— WORK TASK —
Your task is to reproduce exactly the lines that run from the beginning of the data through the line where "microseconds since epoch." appears.

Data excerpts
· · · ·

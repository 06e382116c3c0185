//! Sequenced, timestamped wrapper for log records.

use serde::{Deserialize, Serialize};

/// A payload with its position in the log and its capture time.
///
/// `seq` increases monotonically within one log. Timestamps are in
/// microseconds since epoch.
#[derive(Debug, Clone, PartialEq, Serialize, Deserialize)]
pub struct Stamped<T> {
    /// The wrapped data
    pub data: T,
    /// Sequence number within the log
    pub seq: u64,
    /// Timestamp in microseconds since epoch
    pub timestamp_us: u64,
}

impl<T> Stamped<T> {
    #[inline]
    pub fn new(data: T, seq: u64, timestamp_us: u64) -> Self {
        Self {
            data,
            seq,
            timestamp_us,
        }
    }

    /// Map the inner data while preserving sequence and timestamp.
    #[inline]
    pub fn map<U, F: FnOnce(T) -> U>(self, f: F) -> Stamped<U> {
        Stamped {
            data: f(self.data),
            seq: self.seq,
            timestamp_us: self.timestamp_us,
        }
    }
}
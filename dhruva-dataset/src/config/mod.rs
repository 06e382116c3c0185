//! Configuration loading for the dataset generator.
//!
//! Loads all settings from a single TOML file. Every section and field is
//! optional; missing values take the defaults in [`defaults`].

mod dataset;
mod defaults;
mod error;
mod sections;

pub use dataset::DatasetConfig;
pub use error::ConfigLoadError;
pub use sections::{
    InputSection, LoopMarker, OutputSection, RegistrationMethod, RegistrationSection,
    ReviewSection,
};
//! Orchestration layer.
//!
//! Turns decimated scans into checkpointed poses.
//!
//! # Contents
//!
//! - [`accumulator`]: per-scan state machine and trajectory
//! - [`reanchor`]: loop anchors and nearest-anchor search
//! - [`retry`]: registration with optional review and perturbation
//! - [`review`]: human-review capability and console implementation
//! - [`generator`]: sensor log driver with decimation and failure policy
//! - [`error`]: pipeline error kinds

pub mod accumulator;
pub mod error;
pub mod generator;
pub mod reanchor;
pub mod retry;
pub mod review;

pub use accumulator::{
    AccumulatorState, OdometryAccumulator, PoseSource, Scan, ScanOutcome, TrajectoryState,
};
pub use error::{ErrorKind, PipelineError};
pub use generator::{DatasetGenerator, FailurePolicy, GenerationSummary, LoopSignal, PolicyConfig};
pub use reanchor::{LoopAnchorSet, ReanchorMode, ReanchorOutcome, reanchor};
pub use retry::{DEFAULT_PERTURBATION_RAD, RegistrationRetryLoop};
pub use review::{
    ConsoleReviewer, ReviewError, ReviewPort, ReviewRequest, ReviewVerdict, ScriptedReviewer,
};
use anyhow::{anyhow, Context};
use tracing_subscriber::{layer::SubscriberExt, util::SubscriberInitExt};

use storage_writer::config;
use storage_writer::drivers;
use storage_writer::writer::{ObjectWriter, Writer};

const USAGE: &str = "usage: storage-writer <source-file> <destination-path>";

#[tokio::main]
async fn main() -> anyhow::Result<()> {
    let config_path = config::get_config_path();
    let (app_config, config_source) = config::load_config(&config_path)?;

    tracing_subscriber::registry()
        .with(
            tracing_subscriber::EnvFilter::try_from_default_env()
                .unwrap_or_else(|_| app_config.log.filter.clone().into()),
        )
        .with(tracing_subscriber::fmt::layer())
        .init();

    tracing::info!("storage-writer {} (built {})", env!("CARGO_PKG_VERSION"), env!("BUILD_TIME"));
    match config_source {
        config::ConfigSource::Loaded => tracing::info!("Loaded configuration from {:?}", config_path),
        config::ConfigSource::Created => {
            tracing::info!("Created default configuration at {:?}", config_path)
        }
    }

    let mut args = std::env::args().skip(1);
    let (source, destination) = match (args.next(), args.next()) {
        (Some(source), Some(destination)) => (source, destination),
        _ => return Err(anyhow!(USAGE)),
    };

    let driver = drivers::build(&app_config.backend)?;

    let mut file = tokio::fs::File::open(&source)
        .await
        .with_context(|| format!("Failed to open source file {}", source))?;
    let total = file.metadata().await?.len();

    let options = app_config.writer.write_options();
    let mut writer = Writer::new(&driver, &destination, &options).await?;
    tracing::info!(
        "Uploading {} ({} bytes) to {} via {}",
        source,
        total,
        destination,
        writer.protocol()
    );

    // One write call per chunk_size bytes read from the source / 每次读取chunk_size字节写入一次
    let mut remaining = total;
    while remaining > 0 {
        let size = remaining.min(app_config.writer.chunk_size);
        let n = writer.write_from(&mut file, size).await?;
        if n == 0 {
            return Err(anyhow!("backend accepted no bytes with {} remaining", remaining));
        }
        remaining = remaining.saturating_sub(n);
        tracing::debug!("Progress: {}/{} bytes", total - remaining, total);
    }

    writer.finalize().await?;
    tracing::info!("Upload completed: {} -> {} ({} bytes)", source, destination, total);
    Ok(())
}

· · · ·

— ANSWER TO THE EXERCISE —
repository 06e382116c3c0185
//! Sequenced, timestamped wrapper for log records.

use serde::{Deserialize, Serialize};

/// A payload with its position in the log and its capture time.
///
/// `seq` increases monotonically within one log. Timestamps are in
/// microseconds since epoch.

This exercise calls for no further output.